Del pari improprio si presenta a volte l’impiego dei musicisti. Un solo aspetto (finora poco indagato: cfr. gli studi di Daolmi): quanti musicisti, nelle corti italiane e straniere del ’500-’600, hanno avuto mansioni extramusicali le più curiose, dallo spionaggio alla diplomazia, dalla copertura dei passatempi erotici dei committenti al diretto coinvolgimento in essi? Così facendo, ritorniamo nella sfera della storia sociale. Ma con una prospettiva in più: la musica può essere uno strumento, un mezzo, un pretesto per coprire attività illecite o clandestine: per dissimulare più che per manifestare.
5) Le forme della committenza mutano col mutare della struttura sociale e del sistema simbolico. Nell’antico regime, altra sarà la realtà di una corte autocratica (Kirkendale/Annibaldi; Piperno), altra quella delle cappellanie nella Spagna del siglo de oro (Carreras), altra ancora quella del teatro, pubblico o di corte (Daolmi su Milano nel ’600; Carreras su Madrid nel ’700). (Una domanda à côté: quale recondita ragione ideologica ha fomentato, in anni recenti, la ipervalutazione del ruolo svolto dalle corti – cfr. programmi di ricerca quali "L’Europa delle corti" – rispetto alle indagini su centri urbani, stati repubblicani, società borghesi?)
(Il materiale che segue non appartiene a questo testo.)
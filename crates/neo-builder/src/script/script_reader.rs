//! Disassembles a NeoVM script back into a human-readable opcode listing.

use neo_codec::{Decoder, OpCode};

use crate::script::interop_service::InteropService;

/// A stateless disassembler.
pub struct ScriptReader;

impl ScriptReader {
    /// Looks up the interop service a `SYSCALL` hash resolves to.
    pub fn get_interop_service_code(hash_hex: &str) -> Option<InteropService> {
        InteropService::from_hash(hash_hex)
    }

    /// Renders `script` as one `OPCODE [operand]` line per instruction.
    /// Stops at the first byte that doesn't decode to a known opcode,
    /// appending nothing further for it.
    pub fn convert_to_op_code_string(script: &[u8]) -> String {
        let mut reader = Decoder::new(script);
        let mut result = String::new();

        while *reader.pointer() < script.len() {
            let Ok(byte) = reader.read_u8() else { break };
            let Ok(op_code) = OpCode::try_from(byte) else { break };

            result.push_str(&format!("{:?}", op_code).to_uppercase());

            match op_code {
                OpCode::PushData1 => {
                    let len = reader.read_u8().unwrap_or(0) as usize;
                    Self::push_hex(&mut result, &mut reader, len);
                }
                OpCode::PushData2 => {
                    let len = reader.read_u16().unwrap_or(0) as usize;
                    Self::push_hex(&mut result, &mut reader, len);
                }
                OpCode::PushData4 => {
                    let len = reader.read_u32().unwrap_or(0) as usize;
                    Self::push_hex(&mut result, &mut reader, len);
                }
                _ => {
                    if let Some(size) = op_code.operand_size() {
                        Self::push_hex(&mut result, &mut reader, size);
                    }
                }
            }
            result.push('\n');
        }
        result
    }

    fn push_hex(out: &mut String, reader: &mut Decoder, len: usize) {
        if let Ok(bytes) = reader.read_bytes(len) {
            out.push_str(&format!(" {}", hex::encode(bytes)));
        }
    }
}

#[cfg(test)]
mod tests {
    use super::*;

    #[test]
    fn disassembles_pushdata_and_syscall() {
        let script = hex::decode(
            "0c0548656c6c6f0c05576f726c642150419bf667ce41e63f18841140",
        )
        .unwrap();
        let expected = "PUSHDATA1 48656c6c6f\nPUSHDATA1 576f726c64\nNOP\nSWAP\n\
SYSCALL 9bf667ce\nSYSCALL e63f1884\nPUSH1\nRET\n";
        assert_eq!(ScriptReader::convert_to_op_code_string(&script), expected);
    }

    #[test]
    fn interop_lookup_resolves_known_hash() {
        assert_eq!(
            ScriptReader::get_interop_service_code("9bf667ce"),
            Some(InteropService::SystemStorageGetContext)
        );
    }
}
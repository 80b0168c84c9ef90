use neo_error::CodecError;
use num_enum::{IntoPrimitive, TryFromPrimitive};
use serde::{Deserialize, Serialize};

/// The type tag of a [`super::ContractParameter`], matching the Neo N3
/// `ContractParameterType` enum byte-for-byte — it appears both in contract
/// manifests and in the wire encoding of invocation results.
#[derive(
	Debug,
	Clone,
	Copy,
	PartialEq,
	Eq,
	Hash,
	PartialOrd,
	Ord,
	IntoPrimitive,
	TryFromPrimitive,
	Serialize,
	Deserialize,
)]
#[repr(u8)]
pub enum ContractParameterType {
	Any = 0x00,
	Boolean = 0x10,
	Integer = 0x11,
	ByteArray = 0x12,
	String = 0x13,
	Hash160 = 0x14,
	Hash256 = 0x15,
	PublicKey = 0x16,
	Signature = 0x17,
	Array = 0x20,
	Map = 0x22,
	InteropInterface = 0x30,
	Void = 0xff,
}

impl ContractParameterType {
	/// Returns the wire discriminant.
	pub fn byte(self) -> u8 {
		self.into()
	}

	/// Parses a wire discriminant, failing on unassigned values.
	pub fn from_byte(value: u8) -> Result<Self, CodecError> {
		Self::try_from(value).map_err(|_| CodecError::UnknownDiscriminant {
			field: "ContractParameterType".to_string(),
			value: value as u64,
		})
	}
}

#[cfg(test)]
mod tests {
	use super::*;

	#[test]
	fn discriminants_match_protocol() {
		assert_eq!(ContractParameterType::Any.byte(), 0x00);
		assert_eq!(ContractParameterType::Boolean.byte(), 0x10);
		assert_eq!(ContractParameterType::Array.byte(), 0x20);
		assert_eq!(ContractParameterType::Void.byte(), 0xff);
	}

	#[test]
	fn rejects_unassigned_discriminant() {
		assert!(ContractParameterType::from_byte(0x99).is_err());
	}
}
Dopo la Rivoluzione francese, in un sistema politico e sociale complesso, dotato di un’opinione pubblica evoluta, con strutture assai incisive per quanto attiene alla formazione professionale (conservatorii; accademie; ecc.), alla rappresentanza degli interessi (organizzazioni associative, sindacali; legislazione; ecc.), all’organizzazione del consenso (intervento dello Stato; editoria; comunicazioni di massa; ecc.), i meccanismi della committenza si fanno viepiù intricati e sfuggenti. Ma non per questo si affievoliscono: occorrerà intensificarne lo studio. (Un raro esempio: i lavori di Nicolodi sulla musica nell’età fascista.)
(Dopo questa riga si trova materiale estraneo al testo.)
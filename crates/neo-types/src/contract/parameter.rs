//! Contract invocation parameters: the typed values a [`crate::ScriptBuilder`]
//! (in `neo-builder`) pushes onto the NeoVM evaluation stack ahead of a
//! `System.Contract.Call`.

use std::collections::HashMap;

use neo_crypto::{Hash160, Hash256};
use num_bigint::BigInt;
use serde::{Deserialize, Serialize};

use crate::bytes::Bytes;
use crate::contract::parameter_type::ContractParameterType;

/// The payload carried by a [`ContractParameter`], one variant per
/// [`ContractParameterType`].
#[derive(Debug, Clone, PartialEq, Eq, Hash, Serialize, Deserialize)]
pub enum ParameterValue {
	Boolean(bool),
	Integer(BigInt),
	ByteArray(Bytes),
	String(String),
	H160(Hash160),
	H256(Hash256),
	PublicKey(Bytes),
	Signature(Bytes),
	Array(Vec<ContractParameter>),
	Map(ContractParameterMap),
}

/// A named, typed contract-call argument.
///
/// `name` is carried for manifest round-tripping (ABI parameter
/// declarations have names); it plays no role in script encoding.
#[derive(Debug, Clone, PartialEq, Eq, Hash, Serialize, Deserialize)]
pub struct ContractParameter {
	pub name: Option<String>,
	pub value: Option<ParameterValue>,
}

impl ContractParameter {
	fn with_value(value: ParameterValue) -> Self {
		Self { name: None, value: Some(value) }
	}

	/// The `Any`/`null` parameter — pushes `PUSHNULL`.
	pub fn any() -> Self {
		Self { name: None, value: None }
	}

	pub fn boolean(b: bool) -> Self {
		Self::with_value(ParameterValue::Boolean(b))
	}

	pub fn integer(i: impl Into<BigInt>) -> Self {
		Self::with_value(ParameterValue::Integer(i.into()))
	}

	pub fn byte_array(bytes: impl Into<Bytes>) -> Self {
		Self::with_value(ParameterValue::ByteArray(bytes.into()))
	}

	pub fn string(s: impl Into<String>) -> Self {
		Self::with_value(ParameterValue::String(s.into()))
	}

	pub fn hash160(hash: Hash160) -> Self {
		Self::with_value(ParameterValue::H160(hash))
	}

	pub fn hash256(hash: Hash256) -> Self {
		Self::with_value(ParameterValue::H256(hash))
	}

	pub fn public_key(bytes: impl Into<Bytes>) -> Self {
		Self::with_value(ParameterValue::PublicKey(bytes.into()))
	}

	pub fn signature(bytes: impl Into<Bytes>) -> Self {
		Self::with_value(ParameterValue::Signature(bytes.into()))
	}

	pub fn array(items: impl Into<Vec<ContractParameter>>) -> Self {
		Self::with_value(ParameterValue::Array(items.into()))
	}

	pub fn map(map: ContractParameterMap) -> Self {
		Self::with_value(ParameterValue::Map(map))
	}

	/// Names this parameter (used when declaring a manifest ABI entry).
	pub fn named(mut self, name: impl Into<String>) -> Self {
		self.name = Some(name.into());
		self
	}

	/// The parameter's type tag.
	pub fn get_type(&self) -> ContractParameterType {
		match &self.value {
			None => ContractParameterType::Any,
			Some(ParameterValue::Boolean(_)) => ContractParameterType::Boolean,
			Some(ParameterValue::Integer(_)) => ContractParameterType::Integer,
			Some(ParameterValue::ByteArray(_)) => ContractParameterType::ByteArray,
			Some(ParameterValue::String(_)) => ContractParameterType::String,
			Some(ParameterValue::H160(_)) => ContractParameterType::Hash160,
			Some(ParameterValue::H256(_)) => ContractParameterType::Hash256,
			Some(ParameterValue::PublicKey(_)) => ContractParameterType::PublicKey,
			Some(ParameterValue::Signature(_)) => ContractParameterType::Signature,
			Some(ParameterValue::Array(_)) => ContractParameterType::Array,
			Some(ParameterValue::Map(_)) => ContractParameterType::Map,
		}
	}
}

impl From<bool> for ContractParameter {
	fn from(b: bool) -> Self {
		Self::boolean(b)
	}
}
impl From<i64> for ContractParameter {
	fn from(i: i64) -> Self {
		Self::integer(i)
	}
}
impl From<i32> for ContractParameter {
	fn from(i: i32) -> Self {
		Self::integer(i as i64)
	}
}
impl From<u64> for ContractParameter {
	fn from(i: u64) -> Self {
		Self::integer(BigInt::from(i))
	}
}
impl From<&str> for ContractParameter {
	fn from(s: &str) -> Self {
		Self::string(s)
	}
}
impl From<String> for ContractParameter {
	fn from(s: String) -> Self {
		Self::string(s)
	}
}
impl From<Hash160> for ContractParameter {
	fn from(h: Hash160) -> Self {
		Self::hash160(h)
	}
}
impl From<Hash256> for ContractParameter {
	fn from(h: Hash256) -> Self {
		Self::hash256(h)
	}
}
impl From<Vec<u8>> for ContractParameter {
	fn from(bytes: Vec<u8>) -> Self {
		Self::byte_array(bytes)
	}
}
impl From<Vec<ContractParameter>> for ContractParameter {
	fn from(items: Vec<ContractParameter>) -> Self {
		Self::array(items)
	}
}

/// A `Map<ContractParameter, ContractParameter>` value, wrapped so it can
/// implement `Hash`/`Eq` via its insertion-order-independent contents and
/// nest inside [`ParameterValue::Map`].
#[derive(Debug, Clone, Default, Serialize, Deserialize)]
pub struct ContractParameterMap(pub HashMap<ContractParameter, ContractParameter>);

impl ContractParameterMap {
	pub fn new() -> Self {
		Self(HashMap::new())
	}

	pub fn to_map(&self) -> HashMap<ContractParameter, ContractParameter> {
		self.0.clone()
	}
}

impl PartialEq for ContractParameterMap {
	fn eq(&self, other: &Self) -> bool {
		self.0.len() == other.0.len() && self.0.iter().all(|(k, v)| other.0.get(k) == Some(v))
	}
}
impl Eq for ContractParameterMap {}

impl std::hash::Hash for ContractParameterMap {
	fn hash<H: std::hash::Hasher>(&self, state: &mut H) {
		// Order-independent: XOR per-entry hashes so equal maps with
		// different iteration orders hash identically.
		let mut acc: u64 = 0;
		for (k, v) in &self.0 {
			let mut hasher = std::collections::hash_map::DefaultHasher::new();
			(k, v).hash(&mut hasher);
			acc ^= std::hash::Hasher::finish(&hasher);
		}
		state.write_u64(acc);
	}
}

#[cfg(test)]
mod tests {
	use super::*;

	#[test]
	fn any_parameter_has_no_value() {
		let p = ContractParameter::any();
		assert_eq!(p.get_type(), ContractParameterType::Any);
		assert!(p.value.is_none());
	}

	#[test]
	fn conversions_set_expected_types() {
		assert_eq!(ContractParameter::from(true).get_type(), ContractParameterType::Boolean);
		assert_eq!(ContractParameter::from(42i64).get_type(), ContractParameterType::Integer);
		assert_eq!(ContractParameter::from("hi").get_type(), ContractParameterType::String);
		assert_eq!(
			ContractParameter::from(Hash160::ZERO).get_type(),
			ContractParameterType::Hash160
		);
	}
}
//! Witness scopes: the bitmask a [`crate::Witness`]'s signer attaches to
//! declare which contracts may rely on it during execution.

use neo_error::CodecError;
use serde::{Deserialize, Serialize};

/// A single witness scope flag. The wire form is a bitmask byte, so
/// variants are bit flags rather than sequential discriminants.
#[derive(Debug, Clone, Copy, PartialEq, Eq, Hash, Serialize, Deserialize)]
#[repr(u8)]
pub enum WitnessScope {
	/// No contract may use this witness (fee-only signer).
	None = 0x00,
	/// Valid only when the signature's contract is the entry script.
	CalledByEntry = 0x01,
	/// Valid for the explicit list of contracts in `Signer::allowed_contracts`.
	CustomContracts = 0x10,
	/// Valid for contracts whose group key is in `Signer::allowed_groups`.
	CustomGroups = 0x20,
	/// Valid when `Signer::rules` evaluates to `Allow` for the calling contract.
	WitnessRules = 0x40,
	/// Valid for every contract invocation in the transaction.
	Global = 0x80,
}

impl WitnessScope {
	/// This flag's bit value.
	pub fn byte(self) -> u8 {
		self as u8
	}

	/// Parses a single-flag byte (not a combined mask).
	pub fn from_byte(value: u8) -> Result<Self, CodecError> {
		match value {
			0x00 => Ok(Self::None),
			0x01 => Ok(Self::CalledByEntry),
			0x10 => Ok(Self::CustomContracts),
			0x20 => Ok(Self::CustomGroups),
			0x40 => Ok(Self::WitnessRules),
			0x80 => Ok(Self::Global),
			other => Err(CodecError::UnknownDiscriminant {
				field: "WitnessScope".to_string(),
				value: other as u64,
			}),
		}
	}

	/// ORs a set of scopes into a single wire-form bitmask.
	pub fn combine(scopes: &[WitnessScope]) -> u8 {
		scopes.iter().fold(0u8, |acc, scope| acc | scope.byte())
	}

	/// Splits a wire-form bitmask back into its constituent flags.
	pub fn extract(mask: u8) -> Vec<WitnessScope> {
		[
			Self::None,
			Self::CalledByEntry,
			Self::CustomContracts,
			Self::CustomGroups,
			Self::WitnessRules,
			Self::Global,
		]
		.into_iter()
		.filter(|scope| {
			if *scope == Self::None {
				mask == 0
			} else {
				mask & scope.byte() != 0
			}
		})
		.collect()
	}
}

#[cfg(test)]
mod tests {
	use super::*;

	#[test]
	fn combine_and_extract_round_trip() {
		let scopes = vec![WitnessScope::CalledByEntry, WitnessScope::CustomGroups];
		let mask = WitnessScope::combine(&scopes);
		assert_eq!(mask, 0x21);
		let extracted = WitnessScope::extract(mask);
		assert_eq!(extracted, scopes);
	}

	#[test]
	fn none_extracts_alone() {
		assert_eq!(WitnessScope::extract(0x00), vec![WitnessScope::None]);
	}

	#[test]
	fn witness_rules_flag_is_present() {
		assert_eq!(WitnessScope::WitnessRules.byte(), 0x40);
	}
}
#![allow(warnings)]

//! # neo_builder::script
//!
//! This module provides utilities for building and reading Neo smart contract scripts.
//!
//! ## Modules
//!
//! ### `interop_service`
//!
//! Contains the [`InteropService`] enum, which represents various system calls available in the Neo virtual machine.
//!
//! ### `script_builder`
//!
//! Provides the [`ScriptBuilder`] struct for constructing Neo smart contract scripts programmatically.
//!
//! ### `script_reader`
//!
//! Offers the [`ScriptReader`] struct for parsing and interpreting Neo smart contract scripts.
//!
//! ## Usage
//!
//! To use the functionality provided by this module, you can import the necessary components:
//!
//! ```rust
//! use neo_builder::script::{InteropService, ScriptBuilder, ScriptReader};
//! ```
//!
//! [`InteropService`]: interop_service::InteropService
//! [`ScriptBuilder`]: script_builder::ScriptBuilder
//! [`ScriptReader`]: script_reader::ScriptReader

pub use interop_service::*;
pub use script_builder::*;
pub use script_reader::*;

mod interop_service;
mod script_builder;
mod script_reader;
6) Dentro la realtà evoluta della società contemporanea, il sistema della ricerca scientifica applicata alle arti – alla musica in particolare – ha una parte di rilievo nella produzione simbolica: soprattutto nella sfera della storia dell’arte (della musica). La comprensione del passato, e la sua preservazione-reinterpretazione, alimenta il sistema della ‘memoria’ storica, la ricerca dell’‘identità’, eccetera. Questo fattore basterebbe da solo a giustificare l’investimento di denaro pubblico e privato per la ricerca storica (su tutto l’arco del ventaglio disciplinare: dalla critica ermeneutica alla conservazione e valorizzazione dei beni culturali, ecc.).
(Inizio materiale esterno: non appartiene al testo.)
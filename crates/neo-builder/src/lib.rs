//! # Neo Builder
//!
//! Transaction and script building utilities for the Neo N3 blockchain:
//! a [`ScriptBuilder`] for assembling NeoVM call scripts, signer and
//! witness types, and a [`TransactionBuilder`] that turns a script and a
//! signer set into a fee-estimated, signed transaction via a
//! [`neo_client::NodeClient`].
//!
//! ## Usage
//!
//! ```rust,ignore
//! use std::sync::Arc;
//! use neo_builder::{ScriptBuilder, Signer, TransactionBuilder};
//! use neo_client::NetworkMagic;
//! use neo_types::ContractParameter;
//!
//! let script = ScriptBuilder::new()
//!     .contract_call(&contract_hash, "transfer", &[
//!         ContractParameter::hash160(&sender),
//!         ContractParameter::hash160(&recipient),
//!         ContractParameter::integer(1_0000_0000),
//!         ContractParameter::any(None),
//!     ], None)?
//!     .to_bytes();
//!
//! let mut tx_builder = TransactionBuilder::new(node_client, NetworkMagic::MAINNET);
//! tx_builder.script(script).signers(vec![Signer::called_by_entry(sender)])?;
//! let unsigned = tx_builder.build().await?;
//! ```

#![warn(missing_debug_implementations, rust_2018_idioms, unreachable_pub)]
#![deny(rustdoc::broken_intra_doc_links)]
#![allow(missing_docs)]

mod error;
mod script;
mod transaction;
mod utils;

pub use error::{BuilderError, TransactionError};
pub use script::{InteropService, ScriptBuilder, ScriptReader};
pub use transaction::{
    CallFlags, FeePolicy, Signer, Transaction, TransactionBuilder, WitnessShape, WitnessSource,
    MAX_VALID_UNTIL_BLOCK_INCREMENT,
};

// Signer scopes, witnesses, and transaction attributes live in `neo-common`
// so `neo-client` can use them without depending on this crate; re-exported
// here for callers who only ever reach for `neo-builder`.
pub use neo_common::{OracleResponseCode, TransactionAttribute, Witness, WitnessAction, WitnessCondition, WitnessRule, WitnessScope};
Nel nostro campo, la tendenza attuale ad invocare e sposare la logica del ‘mercato’ rischia di tutto appiattire sul concetto della cosiddetta ‘musicologia applicata’ (la musicologia finalizzata alla produzione musicale-teatrale: dalle edizioni critiche alle attività di promozione alla divulgazione ecc.). Per converso, i meccanismi della selezione autoreferenziale all’interno del sistema della ricerca universitaria – il criterio delle ricerche ‘d’eccellenza’ cui assegnare una precedenza assoluta, se non addirittura un’esclusiva, a danno di ricerche meno prestigiose, o meno tecnologicamente innovative, ma non perciò inutili – rischiano di fare piazza pulita dei filoni disciplinari meno robusti. Le discipline umanistiche sono intrinsecamente ‘deboli’ nella competizione con le discipline scientifiche in senso stretto; nel novero delle discipline umanistiche, la musicologia è un vaso di coccio; dentro la musicologia, certi rami sono più fragili di altri.
L’impressione che la committenza scientifica sia ‘cieca’ andrà precisata: forse è soprattutto rozza e brutale; forse dobbiamo imparare meglio a giocarla d’astuzia. Di sicuro – importa riconoscerlo – siamo anche noi implicati in uno struggle for life che disegna, in parte a nostra insaputa, il tracciato della (nostra) storia.
(Sui temi relativi a quest’ultimo punto, cfr. anche le relazioni di X. M. Carreira e C. Rodríguez Suso in questo stesso II° Colloquio.)